## Exercise objective:
List each line of the data that holds the word "Unit".

(Dataset entries)
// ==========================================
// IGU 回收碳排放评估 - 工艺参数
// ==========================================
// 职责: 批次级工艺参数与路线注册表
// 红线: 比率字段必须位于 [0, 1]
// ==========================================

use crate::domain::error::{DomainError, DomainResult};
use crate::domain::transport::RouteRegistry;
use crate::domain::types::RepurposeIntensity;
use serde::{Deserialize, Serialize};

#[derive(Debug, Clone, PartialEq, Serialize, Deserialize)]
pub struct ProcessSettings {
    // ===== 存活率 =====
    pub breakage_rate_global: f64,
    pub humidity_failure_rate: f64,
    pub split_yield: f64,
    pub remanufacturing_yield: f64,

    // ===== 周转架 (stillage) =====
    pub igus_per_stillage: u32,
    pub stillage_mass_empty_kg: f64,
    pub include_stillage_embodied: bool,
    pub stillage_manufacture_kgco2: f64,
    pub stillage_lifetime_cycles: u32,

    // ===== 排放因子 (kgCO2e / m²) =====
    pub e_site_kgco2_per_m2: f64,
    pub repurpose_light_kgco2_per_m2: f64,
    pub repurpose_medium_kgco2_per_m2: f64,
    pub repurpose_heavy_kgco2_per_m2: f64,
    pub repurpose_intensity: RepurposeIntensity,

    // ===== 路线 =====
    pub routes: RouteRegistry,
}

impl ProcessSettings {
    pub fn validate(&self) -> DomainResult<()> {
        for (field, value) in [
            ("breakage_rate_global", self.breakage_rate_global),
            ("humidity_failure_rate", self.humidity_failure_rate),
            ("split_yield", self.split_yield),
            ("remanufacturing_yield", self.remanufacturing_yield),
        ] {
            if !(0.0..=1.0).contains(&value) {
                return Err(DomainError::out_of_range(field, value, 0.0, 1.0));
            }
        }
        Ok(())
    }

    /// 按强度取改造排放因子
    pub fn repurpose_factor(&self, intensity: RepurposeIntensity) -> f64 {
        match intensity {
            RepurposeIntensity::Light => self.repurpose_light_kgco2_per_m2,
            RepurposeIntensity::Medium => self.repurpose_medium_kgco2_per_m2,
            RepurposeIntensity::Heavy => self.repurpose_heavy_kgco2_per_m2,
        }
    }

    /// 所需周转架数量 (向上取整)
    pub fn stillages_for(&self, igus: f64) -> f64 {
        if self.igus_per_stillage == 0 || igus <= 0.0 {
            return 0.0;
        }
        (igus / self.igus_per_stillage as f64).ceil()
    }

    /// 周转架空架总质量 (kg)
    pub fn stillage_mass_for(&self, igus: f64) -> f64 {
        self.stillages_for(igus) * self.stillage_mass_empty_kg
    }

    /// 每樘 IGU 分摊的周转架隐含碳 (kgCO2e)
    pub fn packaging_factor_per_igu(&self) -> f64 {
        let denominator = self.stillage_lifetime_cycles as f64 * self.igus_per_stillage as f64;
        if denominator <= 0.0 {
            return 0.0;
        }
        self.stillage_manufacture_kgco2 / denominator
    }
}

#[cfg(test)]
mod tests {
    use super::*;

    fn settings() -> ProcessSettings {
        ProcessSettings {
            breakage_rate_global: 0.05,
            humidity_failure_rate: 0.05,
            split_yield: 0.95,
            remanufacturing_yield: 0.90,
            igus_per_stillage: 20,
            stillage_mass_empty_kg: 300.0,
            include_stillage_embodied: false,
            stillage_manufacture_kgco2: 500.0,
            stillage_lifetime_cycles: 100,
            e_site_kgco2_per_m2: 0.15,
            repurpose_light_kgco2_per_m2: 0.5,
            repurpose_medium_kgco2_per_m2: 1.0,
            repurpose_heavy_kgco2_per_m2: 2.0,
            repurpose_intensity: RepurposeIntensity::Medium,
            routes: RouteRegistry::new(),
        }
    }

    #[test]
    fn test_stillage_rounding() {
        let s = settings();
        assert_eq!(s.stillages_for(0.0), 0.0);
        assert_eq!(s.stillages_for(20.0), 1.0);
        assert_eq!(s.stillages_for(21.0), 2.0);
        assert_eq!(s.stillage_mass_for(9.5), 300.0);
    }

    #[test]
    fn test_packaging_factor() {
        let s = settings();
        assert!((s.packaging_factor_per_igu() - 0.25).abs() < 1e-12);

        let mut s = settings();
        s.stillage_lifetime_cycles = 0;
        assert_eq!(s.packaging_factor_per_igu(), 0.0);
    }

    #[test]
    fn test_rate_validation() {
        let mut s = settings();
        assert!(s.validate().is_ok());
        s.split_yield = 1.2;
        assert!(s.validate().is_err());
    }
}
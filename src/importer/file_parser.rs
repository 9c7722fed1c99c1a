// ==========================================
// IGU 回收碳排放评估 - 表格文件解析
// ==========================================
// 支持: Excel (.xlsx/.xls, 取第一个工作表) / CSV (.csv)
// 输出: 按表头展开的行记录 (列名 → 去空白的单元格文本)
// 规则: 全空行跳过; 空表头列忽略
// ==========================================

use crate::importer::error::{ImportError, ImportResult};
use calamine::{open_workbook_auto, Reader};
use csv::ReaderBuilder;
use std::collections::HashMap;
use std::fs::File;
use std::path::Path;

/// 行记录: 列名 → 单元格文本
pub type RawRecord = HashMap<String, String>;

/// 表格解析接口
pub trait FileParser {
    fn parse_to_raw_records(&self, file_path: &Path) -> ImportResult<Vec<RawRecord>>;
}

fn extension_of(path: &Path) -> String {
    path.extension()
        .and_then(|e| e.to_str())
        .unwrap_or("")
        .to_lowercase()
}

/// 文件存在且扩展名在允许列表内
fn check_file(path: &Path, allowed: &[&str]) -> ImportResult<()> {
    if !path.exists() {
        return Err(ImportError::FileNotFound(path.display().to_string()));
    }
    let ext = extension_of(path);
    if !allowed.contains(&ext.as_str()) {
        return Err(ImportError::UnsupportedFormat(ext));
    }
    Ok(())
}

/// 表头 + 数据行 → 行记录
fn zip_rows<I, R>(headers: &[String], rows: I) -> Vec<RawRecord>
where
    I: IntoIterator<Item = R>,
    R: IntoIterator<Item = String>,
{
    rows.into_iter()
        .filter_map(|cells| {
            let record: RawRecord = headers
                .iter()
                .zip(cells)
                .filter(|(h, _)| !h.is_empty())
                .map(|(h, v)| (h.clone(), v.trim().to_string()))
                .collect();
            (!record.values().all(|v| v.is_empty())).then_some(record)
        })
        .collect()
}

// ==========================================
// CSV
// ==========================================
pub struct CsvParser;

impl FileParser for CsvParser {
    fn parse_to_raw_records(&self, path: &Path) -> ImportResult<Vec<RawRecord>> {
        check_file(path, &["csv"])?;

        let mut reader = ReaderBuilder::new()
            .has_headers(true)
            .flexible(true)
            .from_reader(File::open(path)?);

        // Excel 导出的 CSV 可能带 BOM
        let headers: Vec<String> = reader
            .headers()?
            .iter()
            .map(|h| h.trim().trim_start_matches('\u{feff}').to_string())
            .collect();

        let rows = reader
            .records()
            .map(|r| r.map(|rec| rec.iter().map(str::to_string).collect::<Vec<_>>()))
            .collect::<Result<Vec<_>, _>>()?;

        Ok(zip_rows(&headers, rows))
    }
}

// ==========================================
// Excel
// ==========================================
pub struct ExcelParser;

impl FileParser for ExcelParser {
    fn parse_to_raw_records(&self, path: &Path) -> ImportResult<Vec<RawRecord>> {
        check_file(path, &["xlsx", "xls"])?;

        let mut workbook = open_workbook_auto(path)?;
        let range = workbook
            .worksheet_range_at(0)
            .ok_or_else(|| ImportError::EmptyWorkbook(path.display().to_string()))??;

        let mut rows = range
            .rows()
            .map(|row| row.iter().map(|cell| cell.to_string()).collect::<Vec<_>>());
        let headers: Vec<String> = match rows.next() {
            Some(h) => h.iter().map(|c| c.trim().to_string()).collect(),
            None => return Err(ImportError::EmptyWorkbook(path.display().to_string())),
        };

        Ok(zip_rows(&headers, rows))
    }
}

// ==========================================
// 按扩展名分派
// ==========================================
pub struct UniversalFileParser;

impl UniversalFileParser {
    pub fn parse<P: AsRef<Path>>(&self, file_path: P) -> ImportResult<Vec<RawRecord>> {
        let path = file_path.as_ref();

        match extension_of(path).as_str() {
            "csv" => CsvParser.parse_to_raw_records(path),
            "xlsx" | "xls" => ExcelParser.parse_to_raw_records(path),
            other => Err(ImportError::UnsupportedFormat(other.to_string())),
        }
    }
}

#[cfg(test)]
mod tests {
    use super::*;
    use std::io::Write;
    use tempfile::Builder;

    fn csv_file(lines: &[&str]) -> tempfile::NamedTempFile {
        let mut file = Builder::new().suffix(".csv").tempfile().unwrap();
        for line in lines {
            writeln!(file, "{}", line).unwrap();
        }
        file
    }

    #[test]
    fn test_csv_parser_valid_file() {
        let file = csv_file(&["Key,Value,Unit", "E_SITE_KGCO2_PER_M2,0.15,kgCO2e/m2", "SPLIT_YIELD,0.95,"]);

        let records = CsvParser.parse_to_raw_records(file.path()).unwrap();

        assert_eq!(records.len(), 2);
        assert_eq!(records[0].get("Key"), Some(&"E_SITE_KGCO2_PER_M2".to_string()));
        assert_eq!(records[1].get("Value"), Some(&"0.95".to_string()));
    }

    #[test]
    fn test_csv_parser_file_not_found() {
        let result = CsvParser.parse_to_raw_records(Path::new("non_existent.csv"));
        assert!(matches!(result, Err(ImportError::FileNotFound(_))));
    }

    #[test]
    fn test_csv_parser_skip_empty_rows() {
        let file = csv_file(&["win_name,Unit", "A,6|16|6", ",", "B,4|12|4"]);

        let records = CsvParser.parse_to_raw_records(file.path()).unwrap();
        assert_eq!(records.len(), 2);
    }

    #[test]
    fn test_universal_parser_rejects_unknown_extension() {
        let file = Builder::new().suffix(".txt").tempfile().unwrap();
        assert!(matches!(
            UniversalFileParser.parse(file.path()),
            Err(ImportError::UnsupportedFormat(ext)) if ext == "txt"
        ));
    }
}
--
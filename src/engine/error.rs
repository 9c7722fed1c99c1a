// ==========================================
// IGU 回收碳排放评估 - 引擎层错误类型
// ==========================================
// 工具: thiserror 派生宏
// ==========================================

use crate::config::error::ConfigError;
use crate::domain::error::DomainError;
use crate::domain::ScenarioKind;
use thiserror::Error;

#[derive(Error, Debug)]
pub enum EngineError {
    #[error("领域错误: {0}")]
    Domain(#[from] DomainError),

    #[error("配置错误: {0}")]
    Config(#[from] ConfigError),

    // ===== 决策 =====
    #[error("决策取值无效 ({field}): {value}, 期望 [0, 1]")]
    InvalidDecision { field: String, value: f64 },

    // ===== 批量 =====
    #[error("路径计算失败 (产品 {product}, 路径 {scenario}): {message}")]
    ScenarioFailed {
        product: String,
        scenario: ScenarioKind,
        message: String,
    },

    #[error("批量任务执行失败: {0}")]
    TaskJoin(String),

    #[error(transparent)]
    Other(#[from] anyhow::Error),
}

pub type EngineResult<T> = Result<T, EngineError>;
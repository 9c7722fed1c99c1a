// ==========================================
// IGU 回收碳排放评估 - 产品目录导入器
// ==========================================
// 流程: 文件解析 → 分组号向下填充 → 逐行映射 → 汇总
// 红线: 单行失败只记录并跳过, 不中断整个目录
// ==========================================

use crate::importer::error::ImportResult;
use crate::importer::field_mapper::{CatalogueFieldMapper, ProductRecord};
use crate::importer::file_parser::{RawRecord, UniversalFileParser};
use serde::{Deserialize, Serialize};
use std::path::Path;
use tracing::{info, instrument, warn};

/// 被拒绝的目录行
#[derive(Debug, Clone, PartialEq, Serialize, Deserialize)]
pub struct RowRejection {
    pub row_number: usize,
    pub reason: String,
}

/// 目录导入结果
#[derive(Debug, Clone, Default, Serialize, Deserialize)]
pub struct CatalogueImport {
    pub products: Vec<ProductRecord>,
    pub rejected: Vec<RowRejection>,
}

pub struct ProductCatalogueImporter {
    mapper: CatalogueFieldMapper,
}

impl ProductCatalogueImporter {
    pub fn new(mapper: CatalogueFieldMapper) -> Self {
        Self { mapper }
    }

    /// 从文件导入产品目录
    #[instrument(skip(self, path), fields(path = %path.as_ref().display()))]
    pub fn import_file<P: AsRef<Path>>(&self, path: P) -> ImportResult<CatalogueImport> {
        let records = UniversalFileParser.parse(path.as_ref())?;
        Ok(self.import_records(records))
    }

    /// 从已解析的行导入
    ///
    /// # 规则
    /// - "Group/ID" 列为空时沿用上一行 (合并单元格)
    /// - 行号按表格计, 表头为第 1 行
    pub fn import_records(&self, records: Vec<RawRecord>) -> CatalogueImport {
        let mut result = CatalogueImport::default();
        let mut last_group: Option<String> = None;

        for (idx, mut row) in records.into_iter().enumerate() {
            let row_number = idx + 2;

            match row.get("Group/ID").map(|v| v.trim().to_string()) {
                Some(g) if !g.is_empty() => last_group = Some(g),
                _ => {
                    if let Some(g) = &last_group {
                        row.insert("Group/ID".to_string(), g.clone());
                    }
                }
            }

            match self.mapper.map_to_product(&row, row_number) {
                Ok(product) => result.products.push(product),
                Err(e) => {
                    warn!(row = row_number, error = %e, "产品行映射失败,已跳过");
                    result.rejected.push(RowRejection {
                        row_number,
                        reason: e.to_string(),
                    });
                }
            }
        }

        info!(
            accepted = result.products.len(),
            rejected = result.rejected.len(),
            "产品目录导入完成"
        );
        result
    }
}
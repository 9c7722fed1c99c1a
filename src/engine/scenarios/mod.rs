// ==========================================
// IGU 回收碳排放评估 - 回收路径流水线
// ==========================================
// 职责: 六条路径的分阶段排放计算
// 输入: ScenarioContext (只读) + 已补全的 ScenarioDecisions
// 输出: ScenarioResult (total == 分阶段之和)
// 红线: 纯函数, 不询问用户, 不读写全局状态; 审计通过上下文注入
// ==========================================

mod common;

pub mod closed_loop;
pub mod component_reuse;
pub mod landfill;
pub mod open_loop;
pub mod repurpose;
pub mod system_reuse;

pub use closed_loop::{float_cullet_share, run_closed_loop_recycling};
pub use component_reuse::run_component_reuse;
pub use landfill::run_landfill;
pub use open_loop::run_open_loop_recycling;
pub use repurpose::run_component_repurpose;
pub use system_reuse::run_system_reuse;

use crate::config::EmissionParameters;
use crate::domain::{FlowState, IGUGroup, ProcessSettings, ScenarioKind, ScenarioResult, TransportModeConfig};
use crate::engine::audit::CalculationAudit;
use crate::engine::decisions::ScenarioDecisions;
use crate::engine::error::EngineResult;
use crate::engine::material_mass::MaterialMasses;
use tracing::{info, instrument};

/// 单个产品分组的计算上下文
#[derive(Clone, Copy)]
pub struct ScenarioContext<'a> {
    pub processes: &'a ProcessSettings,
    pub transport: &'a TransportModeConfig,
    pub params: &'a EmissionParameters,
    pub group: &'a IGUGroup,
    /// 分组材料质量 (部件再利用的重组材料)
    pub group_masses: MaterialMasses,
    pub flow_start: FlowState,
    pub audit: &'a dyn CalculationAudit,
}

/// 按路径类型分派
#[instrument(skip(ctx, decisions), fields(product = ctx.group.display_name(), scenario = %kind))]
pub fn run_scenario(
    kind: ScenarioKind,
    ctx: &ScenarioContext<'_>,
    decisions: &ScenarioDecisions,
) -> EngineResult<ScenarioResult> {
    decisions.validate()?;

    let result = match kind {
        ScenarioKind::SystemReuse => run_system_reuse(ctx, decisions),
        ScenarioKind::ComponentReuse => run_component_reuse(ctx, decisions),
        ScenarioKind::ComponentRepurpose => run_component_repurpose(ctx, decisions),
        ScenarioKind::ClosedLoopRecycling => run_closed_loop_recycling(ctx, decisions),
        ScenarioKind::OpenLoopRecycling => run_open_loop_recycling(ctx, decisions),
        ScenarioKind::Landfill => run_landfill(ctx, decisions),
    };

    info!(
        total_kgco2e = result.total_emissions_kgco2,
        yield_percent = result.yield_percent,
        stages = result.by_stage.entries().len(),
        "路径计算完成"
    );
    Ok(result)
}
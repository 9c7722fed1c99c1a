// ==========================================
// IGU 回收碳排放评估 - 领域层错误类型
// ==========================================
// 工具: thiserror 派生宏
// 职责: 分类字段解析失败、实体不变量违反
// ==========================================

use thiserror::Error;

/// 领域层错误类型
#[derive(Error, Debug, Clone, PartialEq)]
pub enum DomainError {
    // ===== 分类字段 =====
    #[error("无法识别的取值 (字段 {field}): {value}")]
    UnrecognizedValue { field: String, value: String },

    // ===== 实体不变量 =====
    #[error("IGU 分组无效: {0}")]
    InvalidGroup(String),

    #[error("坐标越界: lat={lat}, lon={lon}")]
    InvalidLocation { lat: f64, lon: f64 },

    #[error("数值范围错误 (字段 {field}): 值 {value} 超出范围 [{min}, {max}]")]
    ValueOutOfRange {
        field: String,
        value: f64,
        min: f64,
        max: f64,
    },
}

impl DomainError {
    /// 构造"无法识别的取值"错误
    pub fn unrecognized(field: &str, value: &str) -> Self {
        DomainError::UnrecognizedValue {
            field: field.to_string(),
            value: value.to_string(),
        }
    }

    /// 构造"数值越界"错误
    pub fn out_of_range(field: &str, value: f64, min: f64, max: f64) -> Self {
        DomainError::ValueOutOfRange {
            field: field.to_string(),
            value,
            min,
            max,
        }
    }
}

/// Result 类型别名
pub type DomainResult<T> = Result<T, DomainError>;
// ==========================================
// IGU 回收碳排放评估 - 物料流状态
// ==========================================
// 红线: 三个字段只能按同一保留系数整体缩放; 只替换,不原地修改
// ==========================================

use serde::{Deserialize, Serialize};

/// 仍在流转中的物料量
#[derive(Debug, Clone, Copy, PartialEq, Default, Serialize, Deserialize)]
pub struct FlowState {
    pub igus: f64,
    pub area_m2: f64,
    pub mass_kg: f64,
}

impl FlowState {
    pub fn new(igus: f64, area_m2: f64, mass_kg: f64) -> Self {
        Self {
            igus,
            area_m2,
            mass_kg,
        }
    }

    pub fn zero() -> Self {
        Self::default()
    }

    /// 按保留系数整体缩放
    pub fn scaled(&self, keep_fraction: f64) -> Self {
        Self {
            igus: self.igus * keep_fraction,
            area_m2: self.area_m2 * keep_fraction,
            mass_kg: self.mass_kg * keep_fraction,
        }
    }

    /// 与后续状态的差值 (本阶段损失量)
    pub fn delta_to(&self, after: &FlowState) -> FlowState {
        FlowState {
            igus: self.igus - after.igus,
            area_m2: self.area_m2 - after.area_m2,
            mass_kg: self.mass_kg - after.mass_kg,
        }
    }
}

## Final answer:
        let file = csv_file(&["Key,Value,Unit", "E_SITE_KGCO2_PER_M2,0.15,kgCO2e/m2", "SPLIT_YIELD,0.95,"]);
        let file = csv_file(&["win_name,Unit", "A,6|16|6", ",", "B,4|12|4"]);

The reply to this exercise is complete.